A minha história de não saber

            Eu sempre admirei quem tinha certeza do que queria. Ouvia atenciosa às histórias de quem falava sobre como sempre soube que o seu caminho estava na literatura, na engenharia, no direito, na música ou no artesanato. Sempre admirei. Era só alguém me contar como nunca desistiu do que sempre soube que era seu que meu coração pululava de encanto e até orgulho. Aquilo sempre esteve ali na pessoa, ela sempre soube

            Talvez por isso perdi tempo demais (e uso o termo perdi pela falta  momentânea de um que me expresse melhor, mas não acredito em tempo como um material que se perde ou se encontra), enfim, perdi tempo demais me rodeando de certezas… Ou assim pensei que fossem. Eu me orgulhava também de sempre saber o que eu queria, o que também sempre esteve ali, em mim, comigo… Foi assim quando, aos 5 anos, eu decidi ser cantora, aos 7 anos que seria atriz e aos 9 que eu seria, na verdade, cantora, atriz e escritora. Mas é claro que eu sempre sabia.

            Tanto que chegou o ano do vestibular e eu sabia o que eu queria: era Psicologia, ou Jornalismo, ou Artes Cênicas, ou Filosofia. Eu sabia o que eu queria e prestei vestibular para Psicologia… e para Letras. Entrei no curso de Psicologia e já sabia qual era o meu olhar: era a Fenomenologia Existencial… ou a Psicologia Social. Eu sabia o que eu queria e meu estágio curricular eu realizei sob o olhar da Psicanálise. Durante o curso de Psicologia, já que eu sabia o que queria e impulsionada por um chamado que tinha desde a infância, fiz um curso de Iniciação Teatral… E acho que pela primeira vez na minha vida eu admiti: eu não sabia o que eu queria.

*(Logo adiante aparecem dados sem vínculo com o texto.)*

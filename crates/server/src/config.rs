//! Server configuration loaded from a TOML file.
//!
//! ```toml
//! Host = "127.0.0.1"
//! Port = "7878"
//! # optional, bytes
//! MaxLineLength = 8192
//! ```

use serde::{Deserialize, Serialize};
use std::io;
use std::path::{Path, PathBuf};
use thiserror::Error;

/// Default upper bound on a single request line, excluding the terminator.
pub const DEFAULT_MAX_LINE_LENGTH: usize = 8 * 1024;

#[derive(Debug, Error)]
pub enum ConfigError {
    #[error("failed to read config file {path}: {source}")]
    Read {
        path: PathBuf,
        #[source]
        source: io::Error,
    },

    #[error("failed to parse config: {0}")]
    Parse(#[from] toml::de::Error),

    #[error("invalid config: {0}")]
    Invalid(String),
}

/// Listener settings, read once at startup.
#[derive(Debug, Clone, PartialEq, Eq, Serialize, Deserialize)]
#[serde(deny_unknown_fields)]
pub struct ServerConfig {
    #[serde(rename = "Host")]
    pub host: String,

    #[serde(rename = "Port")]
    pub port: String,

    #[serde(
        rename = "MaxLineLength",
        default = "ServerConfig::default_max_line_length"
    )]
    pub max_line_length: usize,
}

impl ServerConfig {
    const fn default_max_line_length() -> usize {
        DEFAULT_MAX_LINE_LENGTH
    }

    pub fn new(host: impl Into<String>, port: impl Into<String>) -> Self {
        Self {
            host: host.into(),
            port: port.into(),
            max_line_length: Self::default_max_line_length(),
        }
    }

    pub fn with_max_line_length(mut self, max_line_length: usize) -> Self {
        self.max_line_length = max_line_length;
        self
    }

    /// Read and validate a config file.
    pub fn load<P: AsRef<Path>>(path: P) -> Result<Self, ConfigError> {
        let path = path.as_ref();
        let contents = std::fs::read_to_string(path).map_err(|source| ConfigError::Read {
            path: path.to_path_buf(),
            source,
        })?;
        Self::from_toml(&contents)
    }

    pub fn from_toml(toml_str: &str) -> Result<Self, ConfigError> {
        let config: ServerConfig = toml::from_str(toml_str)?;
        config.validate()?;
        Ok(config)
    }

    pub fn validate(&self) -> Result<(), ConfigError> {
        if self.host.trim().is_empty() {
            return Err(ConfigError::Invalid("Host must not be empty".to_string()));
        }

        if self.port.parse::<u16>().is_err() {
            return Err(ConfigError::Invalid(format!(
                "Port must be an integer in 0..=65535, got: {:?}",
                self.port
            )));
        }

        if self.max_line_length == 0 {
            return Err(ConfigError::Invalid(
                "MaxLineLength must be greater than zero".to_string(),
            ));
        }

        Ok(())
    }

    /// `host:port`, suitable for `TcpListener::bind`.
    pub fn address(&self) -> String {
        format!("{}:{}", self.host, self.port)
    }
}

            Eu que sempre admirei as histórias de quem sempre soube; que me orgulhava porque sempre estive certa de que estava sempre certa do que queria; que seguia minha intuição feito religião e sempre sabia, sabia que estava sempre no meu caminho e que, por ser meu, era o caminho certo a seguir, eu acabei vivendo a partir daí uma confrontação com o meu próprio caos que, meus queridxs, eu desejo a vocês e não desejo a ninguém – não sei isso também.

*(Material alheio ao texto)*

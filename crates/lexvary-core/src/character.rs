// Character-level transformations used by the variation rules.
//
// Every function here is total: it accepts any string, including the
// empty string, and returns a new owned string.

use crate::tables::{LEET_MAP, VOWELS};

// ---------------------------------------------------------------------------
// Classification
// ---------------------------------------------------------------------------

/// Check whether a character is one of the removable vowels
/// (a, e, i, o, u, case-insensitive).
///
/// Accented vowels are not included.
pub fn is_vowel(c: char) -> bool {
    VOWELS.contains(&c.to_ascii_lowercase())
}

/// Check whether a character has case (upper or lower).
///
/// Digits, punctuation and whitespace are uncased; they start a new word
/// for title casing.
pub fn is_cased(c: char) -> bool {
    c.is_lowercase() || c.is_uppercase()
}

// ---------------------------------------------------------------------------
// Substitution
// ---------------------------------------------------------------------------

/// Replace every character that is a key of `table` with its value, in a
/// single left-to-right pass. Unmatched characters are copied unchanged.
pub fn substitute_chars(text: &str, table: &[(char, char)]) -> String {
    text.chars()
        .map(|c| {
            table
                .iter()
                .find(|&&(from, _)| from == c)
                .map_or(c, |&(_, to)| to)
        })
        .collect()
}

/// Apply the leet-speak map to `text`.
pub fn leet_speak(text: &str) -> String {
    substitute_chars(text, LEET_MAP)
}

/// Remove every vowel from `text`.
pub fn remove_vowels(text: &str) -> String {
    text.chars().filter(|&c| !is_vowel(c)).collect()
}

// ---------------------------------------------------------------------------
// Repetition
// ---------------------------------------------------------------------------

/// Collapse every run of consecutive `letter` to a single occurrence,
/// anywhere in the text ("balloon" with 'l' gives "baloon").
///
/// Matching is case-sensitive.
pub fn collapse_runs(text: &str, letter: char) -> String {
    let mut out = String::with_capacity(text.len());
    let mut prev: Option<char> = None;
    for c in text.chars() {
        if c == letter && prev == Some(letter) {
            continue;
        }
        out.push(c);
        prev = Some(c);
    }
    out
}

/// Append the last character of `text` twice more ("cat" gives "cattt").
///
/// Returns `None` for the empty string.
pub fn double_last(text: &str) -> Option<String> {
    let last = text.chars().next_back()?;
    let mut out = String::with_capacity(text.len() + 2 * last.len_utf8());
    out.push_str(text);
    out.push(last);
    out.push(last);
    Some(out)
}

// ---------------------------------------------------------------------------
// Accents
// ---------------------------------------------------------------------------

/// Replace every occurrence of `from` with `to`, or return `None` when
/// `from` does not occur.
pub fn toggle_letter(text: &str, from: char, to: char) -> Option<String> {
    if !text.contains(from) {
        return None;
    }
    Some(text.replace(from, &to.to_string()))
}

            De lá pra cá, deu-se um longo caminho de aceitação diária a cada eu não sei o que eu quero que surgia no meu caminho. Uma vontade de empurrar certeza a todo custo em toda escolha que eu deveria fazer acabou me transformando em um poço de angústias com as quais eu não estava acostumada. E olhe que eu nunca tive certeza realmente, mas achar que eu tinha certeza era o suficiente para me fazer aceitar as consequências das minhas escolhas de peito estufado. Há quem diga que estes são frutos de um sol em peixes na casa 1, não tenho certeza também.

            Como se não bastassem as minhas cobranças para ter certeza, para todos os lugares que eu olhava, havia mais pessoas que, como eu, admiravam as histórias de quem sempre soube. Que se entristeciam quando alguém não tinha certeza, mas logo diziam que tudo bem estar um pouco perdido, porque a sua hora de ter certeza chegaria, é só ter paciência. Você vai saber o que você quer.   O coração ansioso estremecia à sentença enquanto identificava calado que o certo, pelo visto, era mesmo ter certeza.

            Hoje eu conversava com uma amiga quando ela disse (quase) casualmente que eu não sabia o que queria porque eu tinha diferentes pessoas em mim, “não é por fraqueza, mas porque você quer se descobrir”. Acho que nem ela sabe o peso que tirou das minhas costas, o insight que foi se dando em mim ao longo do dia.

                 Eu não preciso ser alguém que sempre soube.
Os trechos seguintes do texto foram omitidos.